Macworld is on the 9th, so I figured I should wait to hear what the Steve's going to announce before making the drive all the way to Boulder or Denver to drool at those respective Apple Stores or buying something on line, just in case the prices drop.  The next best thing would be getting my hands dirty and trying to figure out what causes this.

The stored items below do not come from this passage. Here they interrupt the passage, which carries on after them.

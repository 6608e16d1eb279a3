//! ---
//! ems_section: "05-networking-external-interfaces"
//! ems_subsection: "module"
//! ems_type: "source"
//! ems_scope: "code"
//! ems_description: "Transport driver behaviour against scripted hardware."
//! ems_version: "v0.0.0-prealpha"
//! ems_owner: "tbd"
//! ---
use std::collections::VecDeque;
use std::sync::{Arc, Mutex};
use std::time::Duration;

use eo_hal::{
    BridgeUart, DirectSerial, HalError, OutputLine, OverrunCounter, RegisterBus, SerialLink,
    Transport,
};

#[derive(Clone, Default)]
struct LineLog(Arc<Mutex<Vec<&'static str>>>);

impl OutputLine for LineLog {
    fn set_high(&mut self) -> eo_hal::Result<()> {
        self.0.lock().unwrap().push("high");
        Ok(())
    }

    fn set_low(&mut self) -> eo_hal::Result<()> {
        self.0.lock().unwrap().push("low");
        Ok(())
    }
}

/// Minimal bridge chip: answers RXLVL/LSR reads and drains a pending FIFO.
#[derive(Clone, Default)]
struct FakeBridge {
    frames: Arc<Mutex<Vec<Vec<u8>>>>,
    fifo: Arc<Mutex<VecDeque<u8>>>,
    lsr: Arc<Mutex<u8>>,
}

impl RegisterBus for FakeBridge {
    fn transfer(&mut self, frame: &[u8]) -> eo_hal::Result<Vec<u8>> {
        self.frames.lock().unwrap().push(frame.to_vec());
        let mut reply = vec![0u8; frame.len()];
        match frame[0] {
            // RXLVL read
            0xC8 => reply[1] = self.fifo.lock().unwrap().len() as u8,
            // LSR read
            0xA8 => reply[1] = *self.lsr.lock().unwrap(),
            // FIFO read
            0x80 => {
                let mut fifo = self.fifo.lock().unwrap();
                for slot in reply.iter_mut().skip(1) {
                    *slot = fifo.pop_front().unwrap_or(0);
                }
            }
            _ => {}
        }
        Ok(reply)
    }
}

#[derive(Clone, Default)]
struct FakeSerial {
    written: Arc<Mutex<Vec<Vec<u8>>>>,
    clears: Arc<Mutex<usize>>,
    input: Arc<Mutex<VecDeque<u8>>>,
}

impl SerialLink for FakeSerial {
    fn write_all(&mut self, bytes: &[u8]) -> eo_hal::Result<()> {
        self.written.lock().unwrap().push(bytes.to_vec());
        Ok(())
    }

    fn bytes_to_read(&mut self) -> eo_hal::Result<usize> {
        Ok(self.input.lock().unwrap().len())
    }

    fn read(&mut self, buf: &mut [u8]) -> eo_hal::Result<usize> {
        let mut input = self.input.lock().unwrap();
        let mut n = 0;
        while n < buf.len() {
            match input.pop_front() {
                Some(byte) => {
                    buf[n] = byte;
                    n += 1;
                }
                None => break,
            }
        }
        Ok(n)
    }

    fn clear_buffers(&mut self) -> eo_hal::Result<()> {
        *self.clears.lock().unwrap() += 1;
        self.input.lock().unwrap().clear();
        Ok(())
    }
}

#[test]
fn bridge_reset_pulses_line_and_programs_registers() {
    let bus = FakeBridge::default();
    let line = LineLog::default();
    let mut uart = BridgeUart::new(
        Box::new(bus.clone()),
        Box::new(line.clone()),
        OverrunCounter::default(),
    );
    uart.reset().unwrap();

    assert_eq!(*line.0.lock().unwrap(), vec!["low", "high"]);
    let frames = bus.frames.lock().unwrap();
    let expected: Vec<Vec<u8>> = vec![
        vec![0x18, 0x80],
        vec![0x00, 0x01],
        vec![0x08, 0x00],
        vec![0x18, 0xBF],
        vec![0x10, 0x00],
        vec![0x18, 0x03],
        vec![0x10, 0x07],
        vec![0x78, 0x30],
    ];
    assert_eq!(*frames, expected);
}

#[test]
fn bridge_transmit_resets_fifos_then_writes_terminated_frame() {
    let bus = FakeBridge::default();
    let mut uart = BridgeUart::new(
        Box::new(bus.clone()),
        Box::new(LineLog::default()),
        OverrunCounter::default(),
    );
    uart.reset().unwrap();
    bus.frames.lock().unwrap().clear();

    uart.transmit(b"+15C").unwrap();
    let frames = bus.frames.lock().unwrap();
    assert_eq!(frames[0], vec![0x10, 0x07]);
    assert_eq!(frames[1], vec![0x00, b'+', b'1', b'5', b'C', 0x0D]);
}

#[test]
fn bridge_receive_collects_pending_bytes() {
    let bus = FakeBridge::default();
    bus.fifo.lock().unwrap().extend(b"!ABCDEF01".iter().copied());
    let mut uart = BridgeUart::new(
        Box::new(bus.clone()),
        Box::new(LineLog::default()),
        OverrunCounter::default(),
    );
    let reply = uart.receive(Duration::from_millis(200)).unwrap();
    assert_eq!(reply.as_deref(), Some(&b"!ABCDEF01"[..]));
}

#[test]
fn bridge_overrun_discards_reply_and_counts_once() {
    let bus = FakeBridge::default();
    bus.fifo.lock().unwrap().extend(b"!partial".iter().copied());
    *bus.lsr.lock().unwrap() = 0x02;
    let counter = OverrunCounter::default();
    let mut uart = BridgeUart::new(
        Box::new(bus.clone()),
        Box::new(LineLog::default()),
        counter.clone(),
    );
    let result = uart.receive(Duration::from_millis(200));
    assert!(matches!(result, Err(HalError::Overrun)));
    assert_eq!(counter.get(), 1);
    assert_eq!(uart.overruns().get(), 1);
}

#[test]
fn bridge_receive_times_out_with_nothing() {
    let mut uart = BridgeUart::new(
        Box::new(FakeBridge::default()),
        Box::new(LineLog::default()),
        OverrunCounter::default(),
    );
    assert!(uart.receive(Duration::from_millis(20)).unwrap().is_none());
}

#[test]
fn direct_serial_flushes_before_every_transmit() {
    let link = FakeSerial::default();
    let mut transport = DirectSerial::new(Box::new(link.clone()), Box::new(LineLog::default()));
    link.input.lock().unwrap().extend(b"stale".iter().copied());

    transport.transmit(b"+15C").unwrap();
    transport.transmit(b"+15C").unwrap();

    assert_eq!(*link.clears.lock().unwrap(), 2);
    assert!(link.input.lock().unwrap().is_empty());
    assert_eq!(link.written.lock().unwrap()[0], b"+15C\r".to_vec());
}

#[test]
fn direct_serial_receive_returns_collected_bytes() {
    let link = FakeSerial::default();
    let mut transport = DirectSerial::new(Box::new(link.clone()), Box::new(LineLog::default()));
    link.input.lock().unwrap().extend(b"!0123456789\r".iter().copied());
    let reply = transport.receive(Duration::from_millis(200)).unwrap();
    assert_eq!(reply, Some(b"!0123456789\r".to_vec()));
    assert!(transport.receive(Duration::from_millis(10)).unwrap().is_none());
}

After a bit of Googling, there're three main solutions I found on-line for "One Infinite Click," in ascending invasiveness:


The iPod was already behaving badly, taking a long time for any of my computers to recognize it, so the first step to reformat the HD was to put it into disk mode.  After a long time (over 10 minutes or so) Windows decided to recognize it and the iPod itself stopped clicking long enough to be recognized, I used the disk utility to reformat H:\ (quick, NTFS).  Disconnected, reconnected and iTunes 7 fired up and wanted to restore the software on the iPod.  Great so far.  Disconnected and connected to an external power source, as requested, let it do its thing then reconnected to the machine.  ITunes 7 wanted to restore again.  Ok.  One more cycle of that business and it's clear that reformatting isn't the solution.  I've got to open the thing up.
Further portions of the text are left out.